== REQUIREMENT ==
The entries below contain a line with "Consumer side of" and a line with "pub(crate) fn channel_key(channel_id: u64)". Quote exactly those two lines and all lines between them.

(Collected data)
# # # # # # #

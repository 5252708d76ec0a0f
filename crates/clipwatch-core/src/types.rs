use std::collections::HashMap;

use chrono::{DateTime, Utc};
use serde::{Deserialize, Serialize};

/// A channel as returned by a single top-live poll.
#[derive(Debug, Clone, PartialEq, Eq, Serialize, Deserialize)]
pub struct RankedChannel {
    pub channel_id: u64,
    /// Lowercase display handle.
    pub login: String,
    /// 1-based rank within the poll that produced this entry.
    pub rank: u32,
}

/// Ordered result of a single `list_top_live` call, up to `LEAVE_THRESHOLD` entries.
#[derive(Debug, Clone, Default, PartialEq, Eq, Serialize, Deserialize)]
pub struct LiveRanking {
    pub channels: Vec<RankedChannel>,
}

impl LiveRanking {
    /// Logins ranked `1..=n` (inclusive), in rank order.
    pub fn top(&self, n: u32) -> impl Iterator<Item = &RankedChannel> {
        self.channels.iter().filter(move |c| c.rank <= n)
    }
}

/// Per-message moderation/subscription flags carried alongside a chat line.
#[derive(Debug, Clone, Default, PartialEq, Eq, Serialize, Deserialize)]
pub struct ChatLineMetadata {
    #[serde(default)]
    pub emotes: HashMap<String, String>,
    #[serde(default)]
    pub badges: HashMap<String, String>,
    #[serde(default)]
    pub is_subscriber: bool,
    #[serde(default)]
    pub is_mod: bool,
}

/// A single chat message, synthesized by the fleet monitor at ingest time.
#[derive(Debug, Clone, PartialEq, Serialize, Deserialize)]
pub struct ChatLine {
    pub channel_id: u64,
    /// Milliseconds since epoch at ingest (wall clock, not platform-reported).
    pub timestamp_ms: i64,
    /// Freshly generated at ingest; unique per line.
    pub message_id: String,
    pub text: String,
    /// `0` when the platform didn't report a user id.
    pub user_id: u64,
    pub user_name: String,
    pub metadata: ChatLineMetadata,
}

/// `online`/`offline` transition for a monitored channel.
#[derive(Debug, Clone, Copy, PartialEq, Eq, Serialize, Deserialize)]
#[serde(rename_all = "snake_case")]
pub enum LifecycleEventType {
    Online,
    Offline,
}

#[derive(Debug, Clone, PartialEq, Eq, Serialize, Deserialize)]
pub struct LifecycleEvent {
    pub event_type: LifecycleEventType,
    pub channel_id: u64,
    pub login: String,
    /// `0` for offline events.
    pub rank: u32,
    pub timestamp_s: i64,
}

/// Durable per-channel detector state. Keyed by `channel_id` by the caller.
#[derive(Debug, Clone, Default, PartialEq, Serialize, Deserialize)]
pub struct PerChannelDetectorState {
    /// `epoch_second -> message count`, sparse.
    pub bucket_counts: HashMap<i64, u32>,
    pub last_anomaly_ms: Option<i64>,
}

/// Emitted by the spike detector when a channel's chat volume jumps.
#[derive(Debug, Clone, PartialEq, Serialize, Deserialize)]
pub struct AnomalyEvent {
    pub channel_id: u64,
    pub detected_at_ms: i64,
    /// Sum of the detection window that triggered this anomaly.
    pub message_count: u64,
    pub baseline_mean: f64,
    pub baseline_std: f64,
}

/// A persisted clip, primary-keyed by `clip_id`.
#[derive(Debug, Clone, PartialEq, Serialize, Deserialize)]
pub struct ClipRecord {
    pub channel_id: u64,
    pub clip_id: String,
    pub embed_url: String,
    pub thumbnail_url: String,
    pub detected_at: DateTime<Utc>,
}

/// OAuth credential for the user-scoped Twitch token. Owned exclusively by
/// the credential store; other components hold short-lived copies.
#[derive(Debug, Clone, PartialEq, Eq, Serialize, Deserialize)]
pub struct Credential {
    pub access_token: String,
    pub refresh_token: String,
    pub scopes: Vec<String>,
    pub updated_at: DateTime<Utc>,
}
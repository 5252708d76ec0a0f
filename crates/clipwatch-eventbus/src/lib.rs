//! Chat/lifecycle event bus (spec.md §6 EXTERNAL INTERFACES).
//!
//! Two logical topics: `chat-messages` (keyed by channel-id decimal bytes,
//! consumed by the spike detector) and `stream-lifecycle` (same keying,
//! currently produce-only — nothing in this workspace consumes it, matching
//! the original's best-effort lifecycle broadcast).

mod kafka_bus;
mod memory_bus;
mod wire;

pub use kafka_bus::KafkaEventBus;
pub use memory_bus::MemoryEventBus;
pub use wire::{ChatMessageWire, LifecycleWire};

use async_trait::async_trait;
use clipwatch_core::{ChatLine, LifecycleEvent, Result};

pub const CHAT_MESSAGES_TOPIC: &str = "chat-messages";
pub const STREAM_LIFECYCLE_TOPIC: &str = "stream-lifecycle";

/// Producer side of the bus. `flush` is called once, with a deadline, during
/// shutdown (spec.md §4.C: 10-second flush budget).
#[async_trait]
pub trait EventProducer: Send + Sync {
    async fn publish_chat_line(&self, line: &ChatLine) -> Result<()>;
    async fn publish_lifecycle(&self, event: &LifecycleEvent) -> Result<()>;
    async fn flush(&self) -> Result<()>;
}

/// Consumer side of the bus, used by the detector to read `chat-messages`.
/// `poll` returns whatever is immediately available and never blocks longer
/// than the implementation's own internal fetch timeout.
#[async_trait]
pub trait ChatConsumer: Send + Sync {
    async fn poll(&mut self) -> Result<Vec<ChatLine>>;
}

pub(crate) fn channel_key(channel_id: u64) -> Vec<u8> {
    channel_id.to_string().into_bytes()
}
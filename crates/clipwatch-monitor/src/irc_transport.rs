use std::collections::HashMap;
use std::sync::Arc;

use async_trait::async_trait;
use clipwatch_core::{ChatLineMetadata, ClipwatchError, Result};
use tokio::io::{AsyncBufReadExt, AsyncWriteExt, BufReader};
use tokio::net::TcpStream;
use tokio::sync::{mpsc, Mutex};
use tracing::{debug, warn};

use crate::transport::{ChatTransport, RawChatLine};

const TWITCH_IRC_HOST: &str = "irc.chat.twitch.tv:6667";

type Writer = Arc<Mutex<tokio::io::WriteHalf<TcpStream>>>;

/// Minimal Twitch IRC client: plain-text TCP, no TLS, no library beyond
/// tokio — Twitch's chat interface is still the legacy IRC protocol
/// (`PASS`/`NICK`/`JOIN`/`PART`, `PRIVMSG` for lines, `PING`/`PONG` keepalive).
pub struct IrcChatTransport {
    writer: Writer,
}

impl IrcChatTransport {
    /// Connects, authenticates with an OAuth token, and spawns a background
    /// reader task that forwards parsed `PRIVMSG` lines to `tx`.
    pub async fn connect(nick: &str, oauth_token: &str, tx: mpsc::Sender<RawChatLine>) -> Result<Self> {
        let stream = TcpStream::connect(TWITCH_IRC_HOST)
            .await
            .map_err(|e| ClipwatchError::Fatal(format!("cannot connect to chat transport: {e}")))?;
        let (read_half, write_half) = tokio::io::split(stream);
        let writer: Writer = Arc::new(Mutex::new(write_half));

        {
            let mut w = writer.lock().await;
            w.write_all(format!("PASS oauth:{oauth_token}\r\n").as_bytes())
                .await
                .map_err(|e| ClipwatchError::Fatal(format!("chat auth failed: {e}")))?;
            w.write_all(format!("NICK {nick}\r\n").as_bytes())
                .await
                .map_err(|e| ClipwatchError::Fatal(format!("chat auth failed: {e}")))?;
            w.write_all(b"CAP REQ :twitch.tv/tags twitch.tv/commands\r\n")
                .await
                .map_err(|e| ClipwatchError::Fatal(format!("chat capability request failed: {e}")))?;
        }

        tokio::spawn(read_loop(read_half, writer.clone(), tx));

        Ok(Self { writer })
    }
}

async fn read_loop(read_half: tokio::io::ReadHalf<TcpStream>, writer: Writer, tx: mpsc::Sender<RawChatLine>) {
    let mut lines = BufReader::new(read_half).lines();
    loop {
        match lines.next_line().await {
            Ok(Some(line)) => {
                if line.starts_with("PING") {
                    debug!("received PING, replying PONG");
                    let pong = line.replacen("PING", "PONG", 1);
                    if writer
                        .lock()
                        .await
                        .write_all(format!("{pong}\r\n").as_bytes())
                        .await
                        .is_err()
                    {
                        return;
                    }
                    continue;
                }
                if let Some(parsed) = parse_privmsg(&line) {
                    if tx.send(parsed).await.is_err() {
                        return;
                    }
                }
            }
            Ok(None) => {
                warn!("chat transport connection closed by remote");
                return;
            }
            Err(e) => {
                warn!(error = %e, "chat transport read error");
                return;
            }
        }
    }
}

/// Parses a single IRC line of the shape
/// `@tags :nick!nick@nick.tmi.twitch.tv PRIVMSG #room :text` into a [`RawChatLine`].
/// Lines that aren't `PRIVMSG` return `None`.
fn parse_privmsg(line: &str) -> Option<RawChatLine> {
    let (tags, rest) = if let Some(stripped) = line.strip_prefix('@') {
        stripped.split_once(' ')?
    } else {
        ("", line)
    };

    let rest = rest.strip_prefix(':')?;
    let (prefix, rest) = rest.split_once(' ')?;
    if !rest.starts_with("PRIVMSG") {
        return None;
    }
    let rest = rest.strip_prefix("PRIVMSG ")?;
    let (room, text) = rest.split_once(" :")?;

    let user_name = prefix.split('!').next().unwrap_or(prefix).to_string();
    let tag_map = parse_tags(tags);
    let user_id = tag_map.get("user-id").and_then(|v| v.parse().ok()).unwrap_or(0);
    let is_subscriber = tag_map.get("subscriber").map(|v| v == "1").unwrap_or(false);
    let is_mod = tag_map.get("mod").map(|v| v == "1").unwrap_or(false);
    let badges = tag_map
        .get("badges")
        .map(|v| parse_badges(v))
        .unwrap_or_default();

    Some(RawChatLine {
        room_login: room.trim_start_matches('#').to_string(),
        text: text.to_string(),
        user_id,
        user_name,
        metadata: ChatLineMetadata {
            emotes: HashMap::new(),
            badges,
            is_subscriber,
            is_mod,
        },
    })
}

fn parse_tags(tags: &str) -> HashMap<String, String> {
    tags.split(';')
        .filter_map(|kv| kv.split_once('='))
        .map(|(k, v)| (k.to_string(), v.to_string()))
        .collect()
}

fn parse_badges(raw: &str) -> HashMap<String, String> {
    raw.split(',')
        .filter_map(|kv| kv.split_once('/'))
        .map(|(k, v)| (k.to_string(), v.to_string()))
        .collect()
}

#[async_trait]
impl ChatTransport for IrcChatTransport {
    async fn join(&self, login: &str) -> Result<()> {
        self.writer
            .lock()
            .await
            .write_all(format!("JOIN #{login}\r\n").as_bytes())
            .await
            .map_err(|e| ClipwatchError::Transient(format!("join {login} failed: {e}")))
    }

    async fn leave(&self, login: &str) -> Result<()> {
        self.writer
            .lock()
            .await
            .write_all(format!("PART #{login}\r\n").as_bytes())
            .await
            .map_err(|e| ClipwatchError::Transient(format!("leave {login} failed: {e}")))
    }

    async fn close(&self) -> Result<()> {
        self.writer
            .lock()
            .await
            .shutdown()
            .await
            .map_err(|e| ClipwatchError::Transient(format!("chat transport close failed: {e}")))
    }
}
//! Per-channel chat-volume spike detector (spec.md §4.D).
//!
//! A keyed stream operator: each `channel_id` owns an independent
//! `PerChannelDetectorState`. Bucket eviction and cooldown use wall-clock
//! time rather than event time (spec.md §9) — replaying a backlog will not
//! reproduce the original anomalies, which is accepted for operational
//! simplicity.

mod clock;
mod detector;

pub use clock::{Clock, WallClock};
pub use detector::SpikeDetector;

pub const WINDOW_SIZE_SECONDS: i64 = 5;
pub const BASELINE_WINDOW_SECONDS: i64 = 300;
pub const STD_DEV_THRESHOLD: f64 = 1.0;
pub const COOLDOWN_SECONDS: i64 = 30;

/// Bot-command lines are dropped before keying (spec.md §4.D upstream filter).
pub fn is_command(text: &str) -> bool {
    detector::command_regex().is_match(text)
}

# # # # # # #

== SOLUTION BELOW ==
/// Consumer side of the bus, used by the detector to read `chat-messages`.
/// `poll` returns whatever is immediately available and never blocks longer
/// than the implementation's own internal fetch timeout.
#[async_trait]
pub trait ChatConsumer: Send + Sync {
    async fn poll(&mut self) -> Result<Vec<ChatLine>>;
}

pub(crate) fn channel_key(channel_id: u64) -> Vec<u8> {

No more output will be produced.